Multiple sclerosis (MS) affects Whites, African Americans, and Hispanics differently, a new study finds, and there are big gaps in how they respond to disease-modifying therapies (DMTs).
“Hispanics and African Americans develop a more severe disease course and accumulate more MS-related disability over time despite similar sociodemographic backgrounds and similar patterns of DMT use throughout their disease, suggesting that socioeconomic status and access to health care may not be the main determinants of health,” said neurologist Carlos Pérez, MD, of the University of Texas Health Science Center, Houston.
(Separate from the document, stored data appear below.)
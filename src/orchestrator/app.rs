//! 应用入口 - 编排层
//!
//! 管理应用生命周期：打开历史库、加载账号、按执行模式调度、输出统计。

use std::sync::Arc;

use anyhow::Result;
use tracing::{info, warn};

use crate::browser::ChromeSessionFactory;
use crate::config::Config;
use crate::models::{load_accounts, Account, ExecutionMode};
use crate::orchestrator::batch_coordinator::{BatchCoordinator, BatchSummary};
use crate::services::{HistorySink, SqliteHistory};
use crate::utils::logging::{log_startup, print_final_stats};
use crate::workflow::JobDirector;

/// 应用主结构
pub struct App {
    config: Config,
    accounts: Vec<Account>,
    history: Arc<dyn HistorySink>,
}

impl App {
    /// 初始化应用
    pub async fn initialize(config: Config) -> Result<Self> {
        let history = SqliteHistory::open(&config.history_db)?;

        info!("\n📁 正在加载账号...");
        let accounts = load_accounts(&config.accounts_file).await?;

        log_startup(config.live, accounts.len());

        Ok(Self {
            config,
            accounts,
            history: Arc::new(history),
        })
    }

    pub fn with_history(config: Config, accounts: Vec<Account>, history: Arc<dyn HistorySink>) -> Self {
        Self {
            config,
            accounts,
            history,
        }
    }

    /// 运行应用主逻辑
    pub async fn run(&self) -> Result<BatchSummary> {
        if self.accounts.is_empty() {
            warn!("⚠️ 没有找到任何账号，程序结束");
            return Ok(BatchSummary::default());
        }

        let factory = ChromeSessionFactory::new(&self.config);
        let director = JobDirector::new(self.config.clone(), factory, self.history.clone());
        let coordinator = BatchCoordinator::new(director);

        let summary = match self.config.mode {
            ExecutionMode::Manual => {
                let account = &self.accounts[0];
                if self.accounts.len() > 1 {
                    info!(
                        "💡 手动模式只处理第一个账号: {} (共 {} 个)",
                        account.name,
                        self.accounts.len()
                    );
                }
                coordinator.run_manual(account).await
            }
            ExecutionMode::Lote => coordinator.run_batch(&self.accounts).await,
        };

        print_final_stats(
            summary.succeeded,
            summary.failed,
            summary.skipped,
            summary.files,
        );

        Ok(summary)
    }
}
He spoke at the annual meeting held by the Americas Committee for Treatment and Research in Multiple Sclerosis and in a follow-up interview.
“In addition,” Pérez said, “therapeutic responses to individual DMTs, as well as tolerance and side-effect profiles, are also variable among racial/ethnic groups.”
The researchers tracked 150 patients with MS at the University of Texas Health Science Center – 50 Whites, 50 African American, and 50 Hispanic – who were age and gender matched. The average age of the subjects was 45, and 74% of those in each group were women.
While educational levels between the groups were similar, African Americans had a much higher rate of lost employment because of disability (38%) than Hispanics (19%) and Whites (15%, P = .02). Fifty-seven patients (38%) needed escalation of therapy, and 63% were African American.
About 30% of subjects switched DMTs because of intolerance/adverse events, and 47% of those were African American. Interferons most commonly caused adverse effects in African Americans (61%), and Whites were the most likely to not tolerate glatiramer acetate (39%) than Hispanics (8%) and African Americans (13%).
What might be behind the disparities? “It is possible that genetic factors may play a greater role than previously thought. A recent study reported that Hispanic and African American patients with MS have higher levels of peripheral blood plasmablasts, which may provide indirect evidence for potential biological mechanisms underlying racial and clinical disparities in MS,” Pérez said. “These mechanisms appear to involve higher degrees of inflammation in the central nervous system. This may explain why African Americans may respond better to higher-efficacy therapies initially, when inflammatory processes predominate MS-related pathology, rather than at later stages of the disease when inflammation plays a less prominent role. Neurologists should consider higher-efficacy DMT as first line. We have begun to do this in our practice.”
Pérez said the findings offer other lessons. “Neurologists should consider that Caucasian patients tolerate glatiramer acetate less frequently, compared with other racial groups, and potentially consider using alternative DMTs unless the benefits outweigh the risks, such as during pregnancy.”
He also noted that African Americans treated with oral DMTs at baseline were more likely to develop worsening disability over time. “This argues in favor of infusion therapies as first-line treatment,” he said, adding that more Hispanics with MS were not on treatment – or discontinued treatment – compared with Whites and African Americans.
Close Patient Monitoring Is Key
Atlanta-area neurologist Mitzi Joi Williams, MD, who was asked to comment on the study findings, said in an interview that it “adds to the body of real-world evidence to assist understanding of MS in minority populations.”
She noted that African American patients who started on infusions appeared to be more stable. “There are a great deal of questions surrounding starting patients on injectables versus higher-efficacy therapy initially to prevent disability and this may lend credence to the need for closer examination of initial therapy for these patients. It is important to closely monitor patients and consider a switch in DMT if there is any clinical or radiologic progression, especially for African American and Hispanic patients since there is a great deal of data to suggest they may have more aggressive disease.”
Moving forward, more research like this is needed, she said. “Patients did all have insurance and were largely educated, but there could be other social determinants of health – i.e., transportation, lapses in insurance, or technology barriers – that may have led to worse outcomes.”
No study funding was reported, and Pérez reported no disclosures. Williams disclosed research support from EMD Serono, Genentech, and Novartis and advisory committee/consultant relationships with AbbVie, Biogen Idec, Bristol-Myers Squibb, EMD Serono, Genentech, Novartis, and Sanofi Genzyme.